Lema joined Mikael Schachne, VP for the telco market at BICS as a panellist at Capacity Europe’s fireside chat: Private 5G – the small window of opportunity.
The panel was led by Darius Singh, principal consultant and digital health lead at STL partners.
The global private cellular market will likely expand to US$6.32 billion by 2026 from US$1.83 billion in 2021 according to research firm Frost and Sullivan.
Yet the cost attached to private 5G networks and convincing customers to pay large amounts to replace existing infrastructure is still a problem according to Lema.
“It is very difficult to convince a customer to go for a Nokia or Ericsson 5G network to replace their WiFi for an ethernet based private network,” she said.
Singh began the chat by asking how the industry could accelerate the private 5G market and Schachne thinks there are still use cases that need to be built in order to demonstrate the potential of private 5G networks.
“There is a long way to learn from all the applications that we need and then to develop those into specific use cases, but there is big demand,” he said.

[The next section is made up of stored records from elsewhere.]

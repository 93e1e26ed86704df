//! stockcast — next-day close forecasting for exchange-listed equities.
//!
//! The crate turns daily OHLCV bars into technical-indicator feature
//! matrices, slices them into fixed-length scaled sequences, and manages
//! the lifecycle of per-symbol regression models: train, evaluate,
//! persist, load, predict. The HTTP surface and batch scheduling live
//! outside this crate and call in through
//! [`application::service::ForecastService`].

pub mod application;
pub mod config;
pub mod domain;
pub mod infrastructure;
//! Windowing of scaled feature matrices into model input sequences.

use crate::application::scaling::MinMaxScaler;
use crate::domain::errors::ForecastError;
use crate::domain::features::{CLOSE_COLUMN, FeatureMatrix};

/// Minimum number of windows a training run needs.
pub const MIN_TRAINING_WINDOWS: usize = 100;

/// One model input: `sequence_length` consecutive scaled feature rows.
pub type Window = Vec<Vec<f64>>;

/// Training windows with their targets and the scaler that produced them.
/// Order is chronological; callers must not shuffle before splitting.
#[derive(Debug)]
pub struct TrainingSequences {
    pub windows: Vec<Window>,
    /// Scaled close `prediction_days` after each window's end.
    pub targets: Vec<f64>,
    pub feature_scaler: MinMaxScaler,
}

/// Slices a feature matrix into fixed-length windows.
///
/// The scaler is fit over the *entire* supplied matrix in both paths:
/// at training time that is the full historical window, at inference time
/// the short recent lookback. Those are two different fitting contexts,
/// both intentional.
#[derive(Debug, Clone)]
pub struct SequenceBuilder {
    sequence_length: usize,
    prediction_days: usize,
}

impl SequenceBuilder {
    pub fn new(sequence_length: usize, prediction_days: usize) -> Self {
        Self {
            sequence_length,
            prediction_days,
        }
    }

    pub fn sequence_length(&self) -> usize {
        self.sequence_length
    }

    pub fn prediction_days(&self) -> usize {
        self.prediction_days
    }

    /// Builds every training window: for each index `i` in
    /// `[sequence_length, len - prediction_days]` the window covers rows
    /// `[i - sequence_length, i)` and the target is the scaled close at
    /// row `i + prediction_days - 1`.
    ///
    /// Fails with `InsufficientData` when fewer than
    /// [`MIN_TRAINING_WINDOWS`] windows can be produced.
    pub fn training_sequences(
        &self,
        matrix: &FeatureMatrix,
    ) -> Result<TrainingSequences, ForecastError> {
        let n = matrix.len();
        let count = (n + 1).saturating_sub(self.sequence_length + self.prediction_days);
        if count < MIN_TRAINING_WINDOWS {
            return Err(ForecastError::InsufficientData {
                required: MIN_TRAINING_WINDOWS,
                actual: count,
            });
        }

        let feature_scaler = MinMaxScaler::fit(matrix);
        let scaled = feature_scaler.transform(matrix)?;

        let mut windows = Vec::with_capacity(count);
        let mut targets = Vec::with_capacity(count);
        for i in self.sequence_length..=(n - self.prediction_days) {
            windows.push(scaled[i - self.sequence_length..i].to_vec());
            targets.push(scaled[i + self.prediction_days - 1][CLOSE_COLUMN]);
        }

        Ok(TrainingSequences {
            windows,
            targets,
            feature_scaler,
        })
    }

    /// Builds the single most recent window for inference, with a scaler
    /// fit freshly over the supplied (short) matrix.
    ///
    /// Fails with `InsufficientData` when fewer than `sequence_length`
    /// rows are available.
    pub fn latest_window(
        &self,
        matrix: &FeatureMatrix,
    ) -> Result<(Window, MinMaxScaler), ForecastError> {
        let n = matrix.len();
        if n < self.sequence_length {
            return Err(ForecastError::InsufficientData {
                required: self.sequence_length,
                actual: n,
            });
        }

        let feature_scaler = MinMaxScaler::fit(matrix);
        let scaled = feature_scaler.transform(matrix)?;
        let window = scaled[n - self.sequence_length..].to_vec();
        Ok((window, feature_scaler))
    }
}

#[cfg(test)]
mod tests {
    use super::*;
    use crate::domain::features::FEATURE_COUNT;
    use approx::assert_relative_eq;

    /// Matrix with ascending close values and mild variation elsewhere.
    fn synthetic_matrix(n: usize) -> FeatureMatrix {
        (0..n)
            .map(|i| {
                let mut row = vec![0.5; FEATURE_COUNT];
                row[0] = i as f64; // open
                row[CLOSE_COLUMN] = 100.0 + i as f64;
                row
            })
            .collect()
    }

    #[test]
    fn test_window_count_matches_formula() {
        let builder = SequenceBuilder::new(60, 1);
        let sequences = builder.training_sequences(&synthetic_matrix(500)).unwrap();

        // 500 - 60 - 1 + 1
        assert_eq!(sequences.windows.len(), 440);
        assert_eq!(sequences.targets.len(), 440);
        for window in &sequences.windows {
            assert_eq!(window.len(), 60);
            assert_eq!(window[0].len(), FEATURE_COUNT);
        }
    }

    #[test]
    fn test_n_minus_sequence_length_windows() {
        let builder = SequenceBuilder::new(60, 1);
        let sequences = builder.training_sequences(&synthetic_matrix(200)).unwrap();
        assert_eq!(sequences.windows.len(), 200 - 60);
    }

    #[test]
    fn test_insufficient_windows_rejected() {
        let builder = SequenceBuilder::new(60, 1);
        // 159 rows -> 99 windows, one short of the floor
        let err = builder
            .training_sequences(&synthetic_matrix(159))
            .unwrap_err();
        assert!(matches!(
            err,
            ForecastError::InsufficientData {
                required: MIN_TRAINING_WINDOWS,
                actual: 99
            }
        ));

        assert!(builder.training_sequences(&synthetic_matrix(160)).is_ok());
    }

    #[test]
    fn test_target_alignment() {
        let builder = SequenceBuilder::new(60, 1);
        let matrix = synthetic_matrix(200);
        let sequences = builder.training_sequences(&matrix).unwrap();

        // The last target is the scaled close of the last row: the column
        // maximum, which maps to 1.0.
        assert_relative_eq!(*sequences.targets.last().unwrap(), 1.0);
        // The first target is the close of row `sequence_length`.
        let expected = (matrix[60][CLOSE_COLUMN] - matrix[0][CLOSE_COLUMN])
            / (matrix[199][CLOSE_COLUMN] - matrix[0][CLOSE_COLUMN]);
        assert_relative_eq!(sequences.targets[0], expected, epsilon = 1e-12);
    }

    #[test]
    fn test_latest_window() {
        let builder = SequenceBuilder::new(60, 1);
        let matrix = synthetic_matrix(70);
        let (window, scaler) = builder.latest_window(&matrix).unwrap();

        assert_eq!(window.len(), 60);
        // last row of the window is the matrix's last row, whose close is
        // the maximum of the short window
        assert_relative_eq!(window[59][CLOSE_COLUMN], 1.0);
        assert_relative_eq!(
            scaler.inverse_value(CLOSE_COLUMN, window[59][CLOSE_COLUMN]),
            matrix[69][CLOSE_COLUMN],
            epsilon = 1e-9
        );
    }

    #[test]
    fn test_latest_window_needs_sequence_length_rows() {
        let builder = SequenceBuilder::new(60, 1);
        let err = builder.latest_window(&synthetic_matrix(59)).unwrap_err();
        assert!(matches!(
            err,
            ForecastError::InsufficientData {
                required: 60,
                actual: 59
            }
        ));
    }
}
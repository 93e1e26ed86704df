//! File-based model registry.
//!
//! Each symbol owns a set of deterministically-named slots under the
//! models directory: the final model blob, an optional best-checkpoint
//! blob, both fitted scaler states, and a metadata record. Every file is
//! published via temp-file-plus-rename, and the model blob is written
//! last, so a concurrent reader either resolves the previous artifact or
//! the complete new one. Writes for one symbol are not internally
//! serialized; callers run at most one training job per symbol at a time.

use crate::application::scaling::MinMaxScaler;
use crate::domain::errors::ForecastError;
use crate::domain::metrics::EvaluationMetrics;
use crate::domain::symbol::registry_candidates;
use chrono::{DateTime, Utc};
use serde::{Deserialize, Serialize};
use std::collections::BTreeSet;
use std::fs;
use std::path::{Path, PathBuf};
use tracing::debug;

const FINAL_SUFFIX: &str = "_model.json";
const BEST_SUFFIX: &str = "_best.json";
const FEATURE_SCALER_SUFFIX: &str = "_feature_scaler.json";
const PRICE_SCALER_SUFFIX: &str = "_price_scaler.json";
const META_SUFFIX: &str = "_meta.json";

/// Which model slot an artifact was resolved from.
#[derive(Debug, Clone, Copy, PartialEq, Eq)]
pub enum ModelSlot {
    Final,
    BestCheckpoint,
}

/// Metadata persisted alongside a model blob.
#[derive(Debug, Clone, Serialize, Deserialize)]
pub struct ArtifactMeta {
    pub symbol: String,
    pub trained_at: DateTime<Utc>,
    pub version: String,
    pub metrics: EvaluationMetrics,
}

/// A complete artifact to publish for one symbol.
pub struct NewArtifact<'a> {
    pub model_blob: &'a [u8],
    pub feature_scaler: &'a MinMaxScaler,
    pub price_scaler: &'a MinMaxScaler,
    pub meta: ArtifactMeta,
}

/// A model resolved for inference. Carries only inference state: the
/// blob and its metadata, never trainer internals.
#[derive(Debug)]
pub struct ResolvedModel {
    /// The registry key that matched, which may differ from the symbol
    /// the caller supplied (suffix fallback).
    pub key: String,
    pub slot: ModelSlot,
    pub model_blob: Vec<u8>,
    pub meta: Option<ArtifactMeta>,
}

pub struct ModelRegistry {
    models_dir: PathBuf,
}

impl ModelRegistry {
    pub fn new(models_dir: impl Into<PathBuf>) -> Result<Self, ForecastError> {
        let models_dir = models_dir.into();
        fs::create_dir_all(&models_dir).map_err(|e| ForecastError::Storage {
            path: models_dir.clone(),
            source: e,
        })?;
        Ok(Self { models_dir })
    }

    pub fn models_dir(&self) -> &Path {
        &self.models_dir
    }

    /// Publishes a full artifact under `key`, overwriting any previous
    /// version. Scalers and metadata land before the model blob so a
    /// reader never resolves a half-written artifact.
    pub fn store(&self, key: &str, artifact: &NewArtifact<'_>) -> Result<(), ForecastError> {
        self.write_json(
            &format!("{key}{FEATURE_SCALER_SUFFIX}"),
            artifact.feature_scaler,
        )?;
        self.write_json(&format!("{key}{PRICE_SCALER_SUFFIX}"), artifact.price_scaler)?;
        self.write_json(&format!("{key}{META_SUFFIX}"), &artifact.meta)?;
        self.write_bytes(&format!("{key}{FINAL_SUFFIX}"), artifact.model_blob)?;
        debug!(key, "Artifact published");
        Ok(())
    }

    /// Publishes a best-validation checkpoint blob for `key`. Used by
    /// epoch-style trainers that track a best model separately from the
    /// final one; resolution prefers the final slot when both exist.
    pub fn store_checkpoint(&self, key: &str, model_blob: &[u8]) -> Result<(), ForecastError> {
        self.write_bytes(&format!("{key}{BEST_SUFFIX}"), model_blob)
    }

    /// Resolves a user-supplied symbol to a stored model, walking the
    /// candidate keys in priority order and preferring the final slot
    /// over the best-checkpoint slot within each. The suffix fallback is
    /// a silent retry, not an error.
    pub fn resolve(&self, symbol: &str) -> Result<ResolvedModel, ForecastError> {
        let candidates = registry_candidates(symbol);
        for key in &candidates {
            for (slot, suffix) in [
                (ModelSlot::Final, FINAL_SUFFIX),
                (ModelSlot::BestCheckpoint, BEST_SUFFIX),
            ] {
                let path = self.models_dir.join(format!("{key}{suffix}"));
                if !path.exists() {
                    continue;
                }
                let model_blob = fs::read(&path).map_err(|e| ForecastError::Storage {
                    path: path.clone(),
                    source: e,
                })?;
                let meta = self.load_meta(key)?;
                debug!(symbol, key, ?slot, "Model resolved");
                return Ok(ResolvedModel {
                    key: key.clone(),
                    slot,
                    model_blob,
                    meta,
                });
            }
        }
        Err(ForecastError::ModelNotFound {
            symbol: symbol.to_string(),
            candidates,
        })
    }

    /// Keys that have a persisted model in either slot. A pure read over
    /// the keyspace; never triggers training.
    pub fn trained_symbols(&self) -> Result<Vec<String>, ForecastError> {
        let entries = fs::read_dir(&self.models_dir).map_err(|e| ForecastError::Storage {
            path: self.models_dir.clone(),
            source: e,
        })?;

        let mut keys = BTreeSet::new();
        for entry in entries {
            let entry = entry.map_err(|e| ForecastError::Storage {
                path: self.models_dir.clone(),
                source: e,
            })?;
            let name = entry.file_name();
            let Some(name) = name.to_str() else { continue };
            for suffix in [FINAL_SUFFIX, BEST_SUFFIX] {
                if let Some(key) = name.strip_suffix(suffix) {
                    keys.insert(key.to_string());
                }
            }
        }
        Ok(keys.into_iter().collect())
    }

    fn load_meta(&self, key: &str) -> Result<Option<ArtifactMeta>, ForecastError> {
        let path = self.models_dir.join(format!("{key}{META_SUFFIX}"));
        if !path.exists() {
            return Ok(None);
        }
        let bytes = fs::read(&path).map_err(|e| ForecastError::Storage {
            path: path.clone(),
            source: e,
        })?;
        let meta = serde_json::from_slice(&bytes).map_err(|e| ForecastError::Codec {
            context: format!("artifact metadata for {key}"),
            source: e,
        })?;
        Ok(Some(meta))
    }

    fn write_json<T: Serialize>(&self, name: &str, value: &T) -> Result<(), ForecastError> {
        let bytes = serde_json::to_vec(value).map_err(|e| ForecastError::Codec {
            context: name.to_string(),
            source: e,
        })?;
        self.write_bytes(name, &bytes)
    }

    fn write_bytes(&self, name: &str, bytes: &[u8]) -> Result<(), ForecastError> {
        let tmp = self.models_dir.join(format!("{name}.tmp"));
        let path = self.models_dir.join(name);
        fs::write(&tmp, bytes).map_err(|e| ForecastError::Storage {
            path: tmp.clone(),
            source: e,
        })?;
        fs::rename(&tmp, &path).map_err(|e| ForecastError::Storage { path, source: e })
    }
}
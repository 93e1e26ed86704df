//! Inference over persisted models: resolve, revive, forecast.

use crate::application::indicators::IndicatorEngine;
use crate::application::regressor::RegressorFactory;
use crate::application::scaling::MinMaxScaler;
use crate::application::sequences::SequenceBuilder;
use crate::domain::errors::ForecastError;
use crate::domain::features::to_feature_matrix;
use crate::domain::ports::{MarketData, Period};
use crate::infrastructure::registry::ModelRegistry;
use chrono::{DateTime, Utc};
use serde::Serialize;
use std::sync::Arc;
use tracing::info;

/// How many recent closes feed the confidence heuristic.
const CONFIDENCE_LOOKBACK: usize = 20;

/// A single next-close forecast.
#[derive(Debug, Clone, Serialize)]
pub struct PredictionResult {
    /// Registry key the model was resolved under.
    pub symbol: String,
    pub current_price: f64,
    pub predicted_price: f64,
    pub predicted_change_pct: f64,
    /// Stability score in [0, 100] derived from the coefficient of
    /// variation of recent closes. A volatility heuristic, not a
    /// statistical confidence interval.
    pub confidence: f64,
    pub predicted_at: DateTime<Utc>,
}

pub struct PredictionService {
    market_data: Arc<dyn MarketData>,
    registry: Arc<ModelRegistry>,
    factory: Arc<dyn RegressorFactory>,
    engine: IndicatorEngine,
    builder: SequenceBuilder,
    lookback: Period,
}

impl PredictionService {
    pub fn new(
        market_data: Arc<dyn MarketData>,
        registry: Arc<ModelRegistry>,
        factory: Arc<dyn RegressorFactory>,
        engine: IndicatorEngine,
        builder: SequenceBuilder,
        lookback: Period,
    ) -> Self {
        Self {
            market_data,
            registry,
            factory,
            engine,
            builder,
            lookback,
        }
    }

    /// Forecasts the close `days_ahead` trading days out for `symbol`.
    ///
    /// Resolution happens before any network call, so an untrained symbol
    /// fails fast with `ModelNotFound`. Scalers are refit over the recent
    /// lookback rather than loaded from the training artifact; the model
    /// therefore sees inputs normalized to recent ranges.
    pub async fn predict(
        &self,
        symbol: &str,
        days_ahead: usize,
    ) -> Result<PredictionResult, ForecastError> {
        let resolved = self.registry.resolve(symbol)?;
        let regressor = self.factory.from_bytes(&resolved.model_blob)?;
        let key = resolved.key;

        let bars = self
            .market_data
            .fetch_daily_bars(&key, self.lookback)
            .await?;
        let rows = self.engine.compute(&key, &bars)?;
        let matrix = to_feature_matrix(&rows);

        let (window, _feature_scaler) = self.builder.latest_window(&matrix)?;
        let scaled_prediction = regressor.predict(&window)?;

        let closes: Vec<f64> = bars.iter().map(|b| b.close).collect();
        let current_price = closes
            .last()
            .copied()
            .ok_or_else(|| ForecastError::DataUnavailable {
                symbol: key.clone(),
                period: self.lookback.to_string(),
            })?;

        let price_scaler = MinMaxScaler::fit_column(&closes);
        let predicted_price = price_scaler.inverse_value(0, scaled_prediction);
        let predicted_change_pct = (predicted_price - current_price) / current_price * 100.0;
        let confidence = confidence_score(&closes);

        info!(
            symbol = %key,
            days_ahead,
            slot = ?resolved.slot,
            current = current_price,
            predicted = predicted_price,
            "Forecast produced"
        );
        Ok(PredictionResult {
            symbol: key,
            current_price,
            predicted_price,
            predicted_change_pct,
            confidence,
            predicted_at: Utc::now(),
        })
    }
}

/// `clamp(0, 100, 100 - cv * 100)` over the trailing closes, where `cv`
/// is the sample coefficient of variation. Degenerate inputs (fewer than
/// two closes, or zero mean) score 0.0.
fn confidence_score(closes: &[f64]) -> f64 {
    let tail = &closes[closes.len().saturating_sub(CONFIDENCE_LOOKBACK)..];
    if tail.len() < 2 {
        return 0.0;
    }
    let n = tail.len() as f64;
    let mean = tail.iter().sum::<f64>() / n;
    if mean == 0.0 {
        return 0.0;
    }
    let variance = tail.iter().map(|c| (c - mean).powi(2)).sum::<f64>() / (n - 1.0);
    let cv = variance.sqrt() / mean.abs();
    (100.0 - cv * 100.0).clamp(0.0, 100.0)
}
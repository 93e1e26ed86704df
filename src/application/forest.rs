//! Random-forest implementation of the regressor capability.
//!
//! Windows are flattened row-major into one feature vector per sample;
//! the forest fits in a single shot, so the validation series and the
//! best-checkpoint distinction of epoch-style trainers do not apply.

use crate::application::regressor::{Regressor, RegressorFactory, Validation};
use crate::application::sequences::Window;
use crate::domain::errors::ForecastError;
use serde::{Deserialize, Serialize};
use smartcore::ensemble::random_forest_regressor::{
    RandomForestRegressor, RandomForestRegressorParameters,
};
use smartcore::linalg::basic::matrix::DenseMatrix;
use tracing::{debug, info};

/// Hyperparameters for the random-forest regressor.
#[derive(Debug, Clone, Serialize, Deserialize)]
pub struct ForestParams {
    pub n_trees: usize,
    pub max_depth: u16,
    pub min_samples_split: usize,
}

impl Default for ForestParams {
    fn default() -> Self {
        Self {
            n_trees: 100,
            max_depth: 10,
            min_samples_split: 5,
        }
    }
}

type ForestModel = RandomForestRegressor<f64, f64, DenseMatrix<f64>, Vec<f64>>;

pub struct ForestRegressor {
    params: ForestParams,
    model: Option<ForestModel>,
}

impl ForestRegressor {
    pub fn new(params: ForestParams) -> Self {
        Self {
            params,
            model: None,
        }
    }

    fn flatten(window: &Window) -> Vec<f64> {
        window.iter().flatten().copied().collect()
    }
}

impl Regressor for ForestRegressor {
    fn fit(
        &mut self,
        windows: &[Window],
        targets: &[f64],
        validation: Option<&Validation<'_>>,
    ) -> Result<(), ForecastError> {
        if let Some(validation) = validation {
            // single-shot fit: nothing to stop early, the held-out series
            // is evaluated by the orchestrator afterwards
            debug!(
                samples = validation.windows.len(),
                "validation series noted, forest fits in one shot"
            );
        }

        let rows: Vec<Vec<f64>> = windows.iter().map(Self::flatten).collect();
        let x = DenseMatrix::from_2d_vec(&rows).map_err(|e| ForecastError::TrainingFailure {
            stage: "fit".to_string(),
            reason: format!("matrix creation failed: {e}"),
        })?;

        let params = RandomForestRegressorParameters::default()
            .with_n_trees(self.params.n_trees)
            .with_max_depth(self.params.max_depth)
            .with_min_samples_split(self.params.min_samples_split);

        info!(
            samples = windows.len(),
            n_trees = self.params.n_trees,
            max_depth = self.params.max_depth,
            "Fitting random forest"
        );

        let model = RandomForestRegressor::fit(&x, &targets.to_vec(), params).map_err(|e| {
            ForecastError::TrainingFailure {
                stage: "fit".to_string(),
                reason: e.to_string(),
            }
        })?;
        self.model = Some(model);
        Ok(())
    }

    fn predict(&self, window: &Window) -> Result<f64, ForecastError> {
        let model = self
            .model
            .as_ref()
            .ok_or_else(|| ForecastError::TrainingFailure {
                stage: "predict".to_string(),
                reason: "regressor has not been fitted".to_string(),
            })?;

        let x = DenseMatrix::from_2d_vec(&vec![Self::flatten(window)]).map_err(|e| {
            ForecastError::TrainingFailure {
                stage: "predict".to_string(),
                reason: format!("matrix creation failed: {e}"),
            }
        })?;

        let predictions = model
            .predict(&x)
            .map_err(|e| ForecastError::TrainingFailure {
                stage: "predict".to_string(),
                reason: e.to_string(),
            })?;
        predictions
            .first()
            .copied()
            .ok_or_else(|| ForecastError::TrainingFailure {
                stage: "predict".to_string(),
                reason: "no prediction returned".to_string(),
            })
    }

    fn to_bytes(&self) -> Result<Vec<u8>, ForecastError> {
        let model = self
            .model
            .as_ref()
            .ok_or_else(|| ForecastError::TrainingFailure {
                stage: "serialize".to_string(),
                reason: "regressor has not been fitted".to_string(),
            })?;
        serde_json::to_vec(model).map_err(|e| ForecastError::Codec {
            context: "forest regressor state".to_string(),
            source: e,
        })
    }

    fn name(&self) -> &'static str {
        "random-forest"
    }
}

/// Factory for [`ForestRegressor`] with fixed hyperparameters.
#[derive(Debug, Clone, Default)]
pub struct ForestFactory {
    params: ForestParams,
}

impl ForestFactory {
    pub fn new(params: ForestParams) -> Self {
        Self { params }
    }
}

impl RegressorFactory for ForestFactory {
    fn untrained(&self) -> Box<dyn Regressor> {
        Box::new(ForestRegressor::new(self.params.clone()))
    }

    fn from_bytes(&self, blob: &[u8]) -> Result<Box<dyn Regressor>, ForecastError> {
        let model: ForestModel = serde_json::from_slice(blob).map_err(|e| ForecastError::Codec {
            context: "forest regressor state".to_string(),
            source: e,
        })?;
        Ok(Box::new(ForestRegressor {
            params: self.params.clone(),
            model: Some(model),
        }))
    }
}
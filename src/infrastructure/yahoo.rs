//! Yahoo Finance chart API client.
//!
//! Fetches daily OHLCV bars from the v8 chart endpoint. Rows with any
//! missing price field are dropped; a missing volume becomes 0.0, which
//! happens on illiquid days for NSE/BSE symbols.

use crate::domain::bar::Bar;
use crate::domain::errors::ForecastError;
use crate::domain::ports::{MarketData, Period};
use async_trait::async_trait;
use chrono::DateTime;
use serde::Deserialize;
use std::time::Duration;
use tracing::{debug, warn};

const DEFAULT_BASE_URL: &str = "https://query1.finance.yahoo.com";
const REQUEST_TIMEOUT: Duration = Duration::from_secs(30);

#[derive(Debug, Deserialize)]
struct ChartResponse {
    chart: Chart,
}

#[derive(Debug, Deserialize)]
struct Chart {
    result: Option<Vec<ChartResult>>,
    error: Option<ChartError>,
}

#[derive(Debug, Deserialize)]
struct ChartError {
    code: String,
    description: String,
}

#[derive(Debug, Deserialize)]
struct ChartResult {
    timestamp: Option<Vec<i64>>,
    indicators: Indicators,
}

#[derive(Debug, Deserialize)]
struct Indicators {
    quote: Vec<QuoteBlock>,
}

#[derive(Debug, Default, Deserialize)]
struct QuoteBlock {
    #[serde(default)]
    open: Vec<Option<f64>>,
    #[serde(default)]
    high: Vec<Option<f64>>,
    #[serde(default)]
    low: Vec<Option<f64>>,
    #[serde(default)]
    close: Vec<Option<f64>>,
    #[serde(default)]
    volume: Vec<Option<f64>>,
}

pub struct YahooChartClient {
    client: reqwest::Client,
    base_url: String,
}

impl YahooChartClient {
    pub fn new() -> Result<Self, ForecastError> {
        Self::with_base_url(DEFAULT_BASE_URL)
    }

    pub fn with_base_url(base_url: impl Into<String>) -> Result<Self, ForecastError> {
        let client = reqwest::Client::builder()
            .timeout(REQUEST_TIMEOUT)
            .user_agent("stockcast/0.1")
            .build()
            .map_err(|e| ForecastError::Provider {
                symbol: String::new(),
                reason: format!("http client construction failed: {e}"),
            })?;
        Ok(Self {
            client,
            base_url: base_url.into(),
        })
    }
}

#[async_trait]
impl MarketData for YahooChartClient {
    async fn fetch_daily_bars(
        &self,
        symbol: &str,
        period: Period,
    ) -> Result<Vec<Bar>, ForecastError> {
        let url = format!("{}/v8/finance/chart/{symbol}", self.base_url);
        debug!(symbol, period = %period, "Requesting daily bars");

        let response = self
            .client
            .get(&url)
            .query(&[("range", period.as_str()), ("interval", "1d")])
            .send()
            .await
            .map_err(|e| ForecastError::Provider {
                symbol: symbol.to_string(),
                reason: format!("request failed: {e}"),
            })?;

        let status = response.status();
        if status == reqwest::StatusCode::NOT_FOUND {
            return Err(ForecastError::DataUnavailable {
                symbol: symbol.to_string(),
                period: period.to_string(),
            });
        }
        if !status.is_success() {
            return Err(ForecastError::Provider {
                symbol: symbol.to_string(),
                reason: format!("unexpected status {status}"),
            });
        }

        let payload: ChartResponse =
            response.json().await.map_err(|e| ForecastError::Provider {
                symbol: symbol.to_string(),
                reason: format!("response decode failed: {e}"),
            })?;

        if let Some(err) = payload.chart.error {
            return Err(ForecastError::Provider {
                symbol: symbol.to_string(),
                reason: format!("{}: {}", err.code, err.description),
            });
        }

        let result = payload
            .chart
            .result
            .and_then(|mut results| (!results.is_empty()).then(|| results.remove(0)));
        let bars = match result {
            Some(result) => bars_from_chart(symbol, result),
            None => Vec::new(),
        };

        if bars.is_empty() {
            return Err(ForecastError::DataUnavailable {
                symbol: symbol.to_string(),
                period: period.to_string(),
            });
        }
        debug!(symbol, bars = bars.len(), "Daily bars received");
        Ok(bars)
    }
}

/// Maps one chart result into bars, skipping rows with a missing price.
fn bars_from_chart(symbol: &str, result: ChartResult) -> Vec<Bar> {
    let Some(timestamps) = result.timestamp else {
        return Vec::new();
    };
    let Some(quote) = result.indicators.quote.first() else {
        return Vec::new();
    };

    let mut bars = Vec::with_capacity(timestamps.len());
    let mut skipped = 0usize;
    for (i, &ts) in timestamps.iter().enumerate() {
        let row = (
            quote.open.get(i).copied().flatten(),
            quote.high.get(i).copied().flatten(),
            quote.low.get(i).copied().flatten(),
            quote.close.get(i).copied().flatten(),
        );
        let (Some(open), Some(high), Some(low), Some(close)) = row else {
            skipped += 1;
            continue;
        };
        let Some(date) = DateTime::from_timestamp(ts, 0).map(|dt| dt.date_naive()) else {
            skipped += 1;
            continue;
        };
        bars.push(Bar {
            date,
            open,
            high,
            low,
            close,
            volume: quote.volume.get(i).copied().flatten().unwrap_or(0.0),
        });
    }
    if skipped > 0 {
        warn!(symbol, skipped, "Dropped bars with missing fields");
    }
    bars
}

Contrary to the title of the fireside chat, Schachne actually believes that the window of opportunity is not as small as some in the industry may think.
Singh asked the panellists if Open RAN could be a real accelerator for private networks, given that a more open standard may lead to lowering costs of private networks.
“My experience with Open RAN has been horrible,” Lema said to a few laughs in the audience.
However, she acknowledges that we are in the very early stages of Open RAN and are yet to discover the benefits that it could provide to the industry and more specifically to private networks.
“It is going to lower the cost and it is going to help us in that transition towards software base networks,” she added.
“I’m happy we have worked with Open RAN early on and we are bringing that skillset into our customer base because I am a huge supporter of open networks and interfaces and supply chain diversification.”